Source material below:

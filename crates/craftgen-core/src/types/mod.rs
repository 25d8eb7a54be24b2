//! Type definitions shared by the scaffold pipeline and the CLI

mod project;
mod settings;

pub use project::{
    Acceptance, LicenseAnswer, ProjectAnswers, ProjectConfig, DEFAULT_PRODUCTION_TLD,
    DEFAULT_STAGING_DOMAIN,
};
pub use settings::{
    ArchiveSettings, CopySettings, EntryKind, ExtractSettings, InstallCommand, NetworkSettings,
    ScaffoldSettings, TemplateEntry,
};
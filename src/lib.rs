//! # tabedit
//!
//! Structural edit planner for LaTeX `tabular` environments.
//!
//! ## Features
//!
//! - **Pure planners**: every command maps a table snapshot and a selection
//!   to one batch of non-overlapping text replacements
//! - **Column specifier grammar**: round-trips `|l|c|r|`, `p{2cm}`, `>{..}c`
//! - **Merged cells**: `\multicolumn` aware insertion, removal and alignment
//! - **Captions**: moves or removes a caption and label next to the table
//! - **WASM Support**: compiles to WebAssembly for browser editors
//!
//! ## Usage Examples
//!
//! ### Editing a table in one step
//!
//! ```rust
//! use tabedit::{edit_table, TableCommand, TableSelection};
//! use tabedit::core::ColumnAlignment;
//!
//! let doc = r"\begin{tabular}{lcr} a & b & c \\ d & e & f \\ \end{tabular}";
//! let column = TableSelection::new((0, 1).into(), (1, 1).into());
//! let edited = edit_table(
//!     doc,
//!     0,
//!     column,
//!     &TableCommand::SetAlignment { alignment: ColumnAlignment::Right },
//! )
//! .unwrap();
//! assert!(edited.starts_with(r"\begin{tabular}{lrr}"));
//! ```
//!
//! ### Planning without applying
//!
//! ```rust
//! use tabedit::{parse_table, EditOptions, TableCommand, TableSelection};
//!
//! let doc = r"\begin{tabular}{ll} a & b \\ \end{tabular}";
//! let snapshot = parse_table(doc).unwrap();
//! let selection = TableSelection::new((0, 0).into(), (0, 1).into());
//! let outcome = TableCommand::MergeCells.plan(&snapshot, &selection, &EditOptions::default());
//! assert_eq!(outcome.changes.len(), 1);
//! ```

/// Core editing modules
pub mod core;

/// Utility modules
pub mod utils;

/// WASM bindings (feature-gated)
#[cfg(feature = "wasm")]
pub mod wasm;

// Re-export core types and functions
pub use core::commands;
pub use core::{
    apply_command, parse_table, parse_table_at, parse_tables, BorderTheme, CellPosition,
    CommandOutcome, EditOptions, EditResult, TableCommand, TableSelection, TableSnapshot,
};

// Re-export utilities
pub use utils::changes::{ChangeSet, ChangeSpec, Range};
pub use utils::error::{TableError, TableResult};
pub use utils::lines::Direction;

/// Apply `command` to the table at `offset` and return the edited document
///
/// # Arguments
/// * `doc` - LaTeX source
/// * `offset` - Byte offset inside the table to edit
/// * `selection` - Selected cells
/// * `command` - The edit to perform
pub fn edit_table(
    doc: &str,
    offset: usize,
    selection: TableSelection,
    command: &TableCommand,
) -> TableResult<String> {
    edit_table_with_options(doc, offset, selection, command, &EditOptions::default())
}

/// Apply `command` to the table at `offset` with custom options
pub fn edit_table_with_options(
    doc: &str,
    offset: usize,
    selection: TableSelection,
    command: &TableCommand,
    options: &EditOptions,
) -> TableResult<String> {
    apply_command(doc, offset, Some(selection), command, options).map(|result| result.document)
}
//! Merging and unmerging cells

use tracing::debug;

use crate::core::colspec::{
    generate_column_specification, parse_column_specifications, ColumnDefinition,
};
use crate::core::model::{Range, TableSelection, TableSnapshot};
use crate::core::options::EditOptions;
use crate::utils::changes::{ChangeSet, ChangeSpec};

/// Collapse a single-row selection into one `\multicolumn` cell
///
/// Merged cells already inside the selection are absorbed whole, so the
/// result never nests `\multicolumn`. Cell contents are joined with spaces.
pub fn merge_cells(
    snapshot: &TableSnapshot<'_>,
    selection: &TableSelection,
    options: &EditOptions,
) -> ChangeSet {
    let table = &snapshot.table;
    let n = selection.normalized();
    if n.min_y != n.max_y || n.min_x == n.max_x {
        debug!("merge needs a single row and at least two columns");
        return ChangeSet::new();
    }
    let row = n.min_y;

    let (Some(first), Some(last)) = (
        table.get_cell_index(row, n.min_x),
        table.get_cell_index(row, n.max_x),
    ) else {
        return ChangeSet::new();
    };
    if first == last {
        debug!("selection lies inside one merged cell");
        return ChangeSet::new();
    }
    let (Some(start), Some(end)) = (
        table.get_cell_boundaries(row, n.min_x),
        table.get_cell_boundaries(row, n.max_x),
    ) else {
        return ChangeSet::new();
    };

    let cells = &table.rows[row].cells[first..=last];
    let content = cells
        .iter()
        .map(|cell| cell.content.as_str())
        .collect::<Vec<_>>()
        .join(" ");
    let content = content.trim();

    let mut column = ColumnDefinition::new(options.merge_alignment);
    if options.merge_inherits_borders {
        let declared = parse_column_specifications(snapshot.column_specification());
        column.border_left = declared.get(start.from).map_or(0, |c| c.border_left);
        column.border_right = declared.get(end.to).map_or(0, |c| c.border_right);
    }

    let span = end.to - start.from + 1;
    let merged = format!(
        "\\multicolumn{{{}}}{{{}}}{{{}}}",
        span,
        generate_column_specification(std::slice::from_ref(&column)),
        content
    );
    let range = Range::new(cells[0].outer().from, cells[cells.len() - 1].outer().to);

    std::iter::once(ChangeSpec::replace(range, merged)).collect()
}

/// Split the merged cell at the selection origin back into plain cells
pub fn unmerge_cells(
    snapshot: &TableSnapshot<'_>,
    selection: &TableSelection,
    options: &EditOptions,
) -> ChangeSet {
    let Some(multi_column) = snapshot
        .table
        .get_cell(selection.from.row, selection.from.cell)
        .and_then(|cell| cell.multi_column.as_ref())
    else {
        debug!("selected cell is not merged");
        return ChangeSet::new();
    };

    let separators = options
        .bare_separator()
        .repeat(multi_column.column_span.saturating_sub(1));
    [
        ChangeSpec::delete(multi_column.preamble),
        ChangeSpec::replace(multi_column.postamble, separators),
    ]
    .into_iter()
    .collect()
}

#[cfg(test)]
mod tests {
    use super::*;
    use crate::core::model::CellPosition;
    use crate::core::parser::parse_table;
    use pretty_assertions::assert_eq;

    fn row_selection(row: usize, from: usize, to: usize) -> TableSelection {
        TableSelection::new(CellPosition::new(row, from), CellPosition::new(row, to))
    }

    #[test]
    fn test_merge_plain_cells() {
        let doc = r"\begin{tabular}{llll} a & b & c & d \\ \end{tabular}";
        let snapshot = parse_table(doc).unwrap();
        let result = merge_cells(&snapshot, &row_selection(0, 1, 3), &EditOptions::default())
            .apply(doc)
            .unwrap();
        assert_eq!(
            result,
            r"\begin{tabular}{llll} a & \multicolumn{3}{c}{b c d} \\ \end{tabular}"
        );
    }

    #[test]
    fn test_merge_inherits_outer_borders() {
        let doc = r"\begin{tabular}{|l|l|l|} a & b & c \\ \end{tabular}";
        let snapshot = parse_table(doc).unwrap();

        let inherited = merge_cells(&snapshot, &row_selection(0, 0, 1), &EditOptions::default())
            .apply(doc)
            .unwrap();
        assert!(inherited.contains(r"\multicolumn{2}{|c|}{a b} & c"));

        let legacy = merge_cells(&snapshot, &row_selection(0, 1, 2), &EditOptions::legacy())
            .apply(doc)
            .unwrap();
        assert!(legacy.contains(r"a & \multicolumn{2}{c}{b c}"));
    }

    #[test]
    fn test_merge_absorbs_merged_cell() {
        let doc = r"\begin{tabular}{lll} \multicolumn{2}{c}{ab} & c \\ \end{tabular}";
        let snapshot = parse_table(doc).unwrap();
        let result = merge_cells(&snapshot, &row_selection(0, 1, 2), &EditOptions::legacy())
            .apply(doc)
            .unwrap();
        assert_eq!(
            result,
            r"\begin{tabular}{lll} \multicolumn{3}{c}{ab c} \\ \end{tabular}"
        );
    }

    #[test]
    fn test_merge_preconditions() {
        let doc = r"\begin{tabular}{lll} a & b & c \\ d & e & f \\ \end{tabular}";
        let snapshot = parse_table(doc).unwrap();
        let options = EditOptions::default();

        assert!(merge_cells(&snapshot, &TableSelection::cell(0, 1), &options).is_empty());
        let two_rows = TableSelection::new(CellPosition::new(0, 0), CellPosition::new(1, 1));
        assert!(merge_cells(&snapshot, &two_rows, &options).is_empty());
    }

    #[test]
    fn test_unmerge() {
        let doc = r"\begin{tabular}{llll} a & \multicolumn{3}{c}{b c d} \\ \end{tabular}";
        let snapshot = parse_table(doc).unwrap();
        let result = unmerge_cells(&snapshot, &TableSelection::cell(0, 2), &EditOptions::default())
            .apply(doc)
            .unwrap();
        assert_eq!(result, r"\begin{tabular}{llll} a & b c d&& \\ \end{tabular}");
    }

    #[test]
    fn test_unmerge_plain_cell_is_noop() {
        let doc = r"\begin{tabular}{ll} a & b \\ \end{tabular}";
        let snapshot = parse_table(doc).unwrap();
        let changes = unmerge_cells(&snapshot, &TableSelection::cell(0, 1), &EditOptions::default());
        assert!(changes.is_empty());
    }
}
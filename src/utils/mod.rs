//! Utility modules
//!
//! This module contains utilities and helpers:
//! - Change batches and their atomic application
//! - Line and blank-line helpers
//! - Error types and result types

pub mod changes;
pub mod error;
pub mod lines;

// Re-export commonly used items
pub use changes::{ChangeSet, ChangeSpec, Range};
pub use error::{TableError, TableResult};
pub use lines::Direction;
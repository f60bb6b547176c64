//! Error handling for Tabedit
//!
//! Planners never fail: an inapplicable command yields an empty change set.
//! The error type covers the collaborators around them, i.e. the reference
//! scanner, change application and selection validation.

use std::fmt;

/// Table editing error type
#[derive(Debug, Clone, PartialEq, Eq)]
pub enum TableError {
    /// The source could not be scanned into a table model
    ParseError {
        message: String,
        offset: Option<usize>,
    },
    /// A change lies outside the document or splits a character
    InvalidRange {
        from: usize,
        to: usize,
        length: usize,
    },
    /// Two changes of one batch overlap
    OverlappingChanges {
        first: (usize, usize),
        second: (usize, usize),
    },
    /// A selection addresses cells outside the table
    InvalidSelection { message: String },
    /// IO error (CLI only)
    IoError { message: String },
}

impl fmt::Display for TableError {
    fn fmt(&self, f: &mut fmt::Formatter<'_>) -> fmt::Result {
        match self {
            TableError::ParseError { message, offset } => {
                if let Some(o) = offset {
                    write!(f, "Parse error at offset {}: {}", o, message)
                } else {
                    write!(f, "Parse error: {}", message)
                }
            }
            TableError::InvalidRange { from, to, length } => {
                write!(
                    f,
                    "Invalid range {}..{} for document of length {}",
                    from, to, length
                )
            }
            TableError::OverlappingChanges { first, second } => {
                write!(
                    f,
                    "Overlapping changes {}..{} and {}..{}",
                    first.0, first.1, second.0, second.1
                )
            }
            TableError::InvalidSelection { message } => {
                write!(f, "Invalid selection: {}", message)
            }
            TableError::IoError { message } => {
                write!(f, "IO error: {}", message)
            }
        }
    }
}

impl std::error::Error for TableError {}

impl From<std::io::Error> for TableError {
    fn from(err: std::io::Error) -> Self {
        TableError::IoError {
            message: err.to_string(),
        }
    }
}

/// Result type for table operations
pub type TableResult<T> = Result<T, TableError>;

// Convenience constructors for errors
impl TableError {
    pub fn parse(message: impl Into<String>) -> Self {
        TableError::ParseError {
            message: message.into(),
            offset: None,
        }
    }

    pub fn parse_at(message: impl Into<String>, offset: usize) -> Self {
        TableError::ParseError {
            message: message.into(),
            offset: Some(offset),
        }
    }

    pub fn selection(message: impl Into<String>) -> Self {
        TableError::InvalidSelection {
            message: message.into(),
        }
    }
}
//! Border themes

#[cfg(feature = "serde")]
use serde::{Deserialize, Serialize};
use tracing::debug;

use super::replace_if_changed;
use crate::core::colspec::{
    add_column_borders_to_specification, remove_column_borders_from_specification,
};
use crate::core::model::{MultiColumn, TableSnapshot};
use crate::core::options::EditOptions;
use crate::utils::changes::{ChangeSet, ChangeSpec};

#[derive(Debug, Clone, Copy, PartialEq, Eq)]
#[cfg_attr(feature = "serde", derive(Serialize, Deserialize))]
#[cfg_attr(feature = "serde", serde(rename_all = "snake_case"))]
pub enum BorderTheme {
    /// No `|` and no rules anywhere
    NoBorders,
    /// A rule around every cell
    FullyBordered,
}

fn merged_cells<'s>(snapshot: &'s TableSnapshot<'_>) -> impl Iterator<Item = &'s MultiColumn> {
    snapshot
        .table
        .rows
        .iter()
        .flat_map(|row| row.cells.iter())
        .filter_map(|cell| cell.multi_column.as_ref())
}

/// Apply a border theme to the whole table
pub fn set_borders(
    snapshot: &TableSnapshot<'_>,
    theme: BorderTheme,
    options: &EditOptions,
) -> ChangeSet {
    let rewrite: fn(&str) -> String = match theme {
        BorderTheme::NoBorders => remove_column_borders_from_specification,
        BorderTheme::FullyBordered => add_column_borders_to_specification,
    };

    let mut changes = ChangeSet::new();
    let specification = snapshot.column_specification();
    replace_if_changed(
        &mut changes,
        snapshot.positions.column_declarations,
        specification,
        rewrite(specification),
    );

    match theme {
        BorderTheme::NoBorders => {
            for rule in snapshot
                .positions
                .row_positions
                .iter()
                .flat_map(|row| row.hlines.iter())
            {
                changes.push(ChangeSpec::delete(*rule));
            }
        }
        BorderTheme::FullyBordered => add_rules(snapshot, options, &mut changes),
    }

    for multi_column in merged_cells(snapshot) {
        let embedded = snapshot.slice(multi_column.columns);
        replace_if_changed(
            &mut changes,
            multi_column.columns,
            embedded,
            rewrite(embedded),
        );
    }

    if changes.is_empty() {
        debug!(?theme, "table already has the requested borders");
    }
    changes
}

/// A leading rule on every row and a trailing rule after the last one
fn add_rules(snapshot: &TableSnapshot<'_>, options: &EditOptions, changes: &mut ChangeSet) {
    let rows = &snapshot.positions.row_positions;
    let last = rows.len().saturating_sub(1);

    for (index, row) in rows.iter().enumerate() {
        let cells = &snapshot.positions.cells[index];
        let first_cell = cells.first().map(|cell| cell.from).unwrap_or(row.to);
        if !row.hlines.iter().any(|rule| rule.to <= first_cell) {
            changes.push(ChangeSpec::insert(row.from, format!(" {} ", options.hline)));
        }

        if index != last {
            continue;
        }
        let last_cell = cells.last().map(|cell| cell.to).unwrap_or(row.from);
        if !row.hlines.iter().any(|rule| rule.from >= last_cell) {
            let trailing = if snapshot.row_separators.len() < rows.len() {
                format!(" {} {}", options.row_terminator, options.hline)
            } else {
                format!(" {}", options.hline)
            };
            changes.push(ChangeSpec::insert(row.to, trailing));
        }
    }
}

End of Source material.

* **Your goal**: Pull out every line in the data above that has the word "declared".

* **Final answer**:
        let declared = parse_column_specifications(snapshot.column_specification());
        column.border_left = declared.get(start.from).map_or(0, |c| c.border_left);
        column.border_right = declared.get(end.to).map_or(0, |c| c.border_right);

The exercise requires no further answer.